The Lie of “Personal Brand”
Here’s the real reason LinkedIn feels dead: The platform forces you to be a brand before you're a person.
You have to filter your lived experience through a growth-hacked voice. Share your trauma, but make it trending. Reveal your failures, but end with a CTA. Be authentic—as long as it’s still professional.
But leadership isn't built in the comments. Reputation doesn’t need a hook. And the best operators aren’t optimizing for impressions—they’re solving unsexy problems no one claps for.
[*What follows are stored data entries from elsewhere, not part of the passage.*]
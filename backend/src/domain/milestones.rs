//! Milestone evaluation against a reference date.
//!
//! The milestone list is a fixed product decision: German labels, mixed
//! day/month offsets, and definition order that is chronological for
//! typical births but can invert near month boundaries ("100 Tage" is
//! day-based while its neighbors are month-based). That ordering is
//! preserved as-is; the output array order always equals the input
//! definition order.

use chrono::NaiveDate;
use log::debug;

use crate::domain::models::milestone::{MilestoneDefinition, MilestoneOffset, MilestoneResult};

/// The fixed milestone list shown on the baby screen, in display order.
pub const DEFAULT_MILESTONES: [MilestoneDefinition; 10] = [
    MilestoneDefinition { name: "1 Woche", offset: MilestoneOffset::Days(7) },
    MilestoneDefinition { name: "1 Monat", offset: MilestoneOffset::Months(1) },
    MilestoneDefinition { name: "2 Monate", offset: MilestoneOffset::Months(2) },
    MilestoneDefinition { name: "3 Monate", offset: MilestoneOffset::Months(3) },
    MilestoneDefinition { name: "100 Tage", offset: MilestoneOffset::Days(100) },
    MilestoneDefinition { name: "6 Monate", offset: MilestoneOffset::Months(6) },
    MilestoneDefinition { name: "9 Monate", offset: MilestoneOffset::Months(9) },
    MilestoneDefinition { name: "1 Jahr", offset: MilestoneOffset::Months(12) },
    MilestoneDefinition { name: "18 Monate", offset: MilestoneOffset::Months(18) },
    MilestoneDefinition { name: "2 Jahre", offset: MilestoneOffset::Months(24) },
];

/// Milestone service: evaluates definitions against a `(birth, today)` pair.
/// Stateless; every call is independent.
#[derive(Clone, Default)]
pub struct MilestoneService;

impl MilestoneService {
    pub fn new() -> Self {
        Self
    }

    /// Evaluate the default milestone list
    pub fn evaluate_default(&self, birth: NaiveDate, today: NaiveDate) -> Vec<MilestoneResult> {
        self.evaluate(birth, today, &DEFAULT_MILESTONES)
    }

    /// Evaluate a milestone list against a reference date.
    ///
    /// `reached` is a date-only comparison, so a milestone flips at
    /// midnight rather than at some time of day. The result carries the
    /// reached date; upcoming milestones report `date: None`.
    pub fn evaluate(
        &self,
        birth: NaiveDate,
        today: NaiveDate,
        defs: &[MilestoneDefinition],
    ) -> Vec<MilestoneResult> {
        defs.iter()
            .map(|def| {
                let target = def.target_date(birth);
                let reached = today >= target;
                MilestoneResult {
                    name: def.name.to_string(),
                    reached,
                    date: reached.then_some(target),
                }
            })
            .collect()
    }

    /// The next milestone still ahead, by target date, for countdown
    /// displays. Returns the definition together with its target date.
    pub fn next_upcoming(
        &self,
        birth: NaiveDate,
        today: NaiveDate,
    ) -> Option<(MilestoneDefinition, NaiveDate)> {
        let next = DEFAULT_MILESTONES
            .iter()
            .map(|def| (*def, def.target_date(birth)))
            .filter(|(_, target)| *target > today)
            .min_by_key(|(_, target)| *target);

        if let Some((def, target)) = &next {
            debug!("Next milestone for birth {}: {} on {}", birth, def.name, target);
        }
        next
    }
}

#[cfg(test)]
mod tests {
    use super::*;
    use chrono::Duration;

    fn date(y: i32, m: u32, d: u32) -> NaiveDate {
        NaiveDate::from_ymd_opt(y, m, d).unwrap()
    }

    #[test]
    fn test_100_days_reached_before_6_months() {
        let service = MilestoneService::new();
        let today = date(2024, 9, 1);
        let birth = today - Duration::days(101);

        let results = service.evaluate_default(birth, today);

        let hundred_days = results.iter().find(|r| r.name == "100 Tage").unwrap();
        let six_months = results.iter().find(|r| r.name == "6 Monate").unwrap();
        assert!(hundred_days.reached);
        assert!(!six_months.reached);
    }

    #[test]
    fn test_output_order_matches_definition_order() {
        let service = MilestoneService::new();
        let today = date(2024, 9, 1);
        let birth = today - Duration::days(101);

        let results = service.evaluate_default(birth, today);

        let names: Vec<&str> = results.iter().map(|r| r.name.as_str()).collect();
        let expected: Vec<&str> = DEFAULT_MILESTONES.iter().map(|d| d.name).collect();
        assert_eq!(names, expected);
    }

    #[test]
    fn test_reached_on_the_target_date_itself() {
        let service = MilestoneService::new();
        let birth = date(2024, 1, 1);

        // "1 Woche" falls on Jan 8; it counts as reached that whole day
        let results = service.evaluate_default(birth, date(2024, 1, 8));
        let one_week = results.iter().find(|r| r.name == "1 Woche").unwrap();
        assert!(one_week.reached);
        assert_eq!(one_week.date, Some(date(2024, 1, 8)));

        let results = service.evaluate_default(birth, date(2024, 1, 7));
        let one_week = results.iter().find(|r| r.name == "1 Woche").unwrap();
        assert!(!one_week.reached);
        assert_eq!(one_week.date, None);
    }

    #[test]
    fn test_month_milestones_clamp_for_month_end_births() {
        let service = MilestoneService::new();
        let birth = date(2024, 1, 31);

        // "1 Monat" clamps to Feb 29 in the 2024 leap year
        let results = service.evaluate_default(birth, date(2024, 2, 29));
        let one_month = results.iter().find(|r| r.name == "1 Monat").unwrap();
        assert!(one_month.reached);
        assert_eq!(one_month.date, Some(date(2024, 2, 29)));
    }

    #[test]
    fn test_evaluation_is_idempotent() {
        let service = MilestoneService::new();
        let birth = date(2024, 3, 10);
        let today = date(2024, 8, 1);

        let first = service.evaluate_default(birth, today);
        let second = service.evaluate_default(birth, today);
        assert_eq!(first, second);
    }

    #[test]
    fn test_next_upcoming() {
        let service = MilestoneService::new();
        let birth = date(2024, 1, 1);

        // 40 days in: "1 Woche" and "1 Monat" are past, "2 Monate" is next
        let (def, target) = service.next_upcoming(birth, date(2024, 2, 10)).unwrap();
        assert_eq!(def.name, "2 Monate");
        assert_eq!(target, date(2024, 3, 1));
    }

    #[test]
    fn test_next_upcoming_exhausted_list() {
        let service = MilestoneService::new();
        let birth = date(2020, 1, 1);

        // A four-year-old has passed every entry in the list
        assert!(service.next_upcoming(birth, date(2024, 6, 1)).is_none());
    }
}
You’re Not Crazy for Feeling This Way
If you’ve been feeling like you’re shouting into a vacuum while the clowns go viral— you’re not broken. The platform is.
If you’ve been hesitating to post because the audience feels too performative— it’s not fear. It’s discernment.
And if you’ve been wondering where the real conversations are happening— they’ve moved off-platform. Substack. Slack. DMs. Real rooms. Real people. No applause required.
So What Now?
Use LinkedIn for distribution, not for depth. Post what you need to for visibility—but never confuse reach with relevance.
Keep your signal somewhere else. Write long-form. Build an email list. Host closed conversations. Do the work. Share the work. Let people find you because of the work.
LinkedIn isn’t dead because nobody’s posting. It’s dead because the wrong things go viral.
And the best minds have already left the building.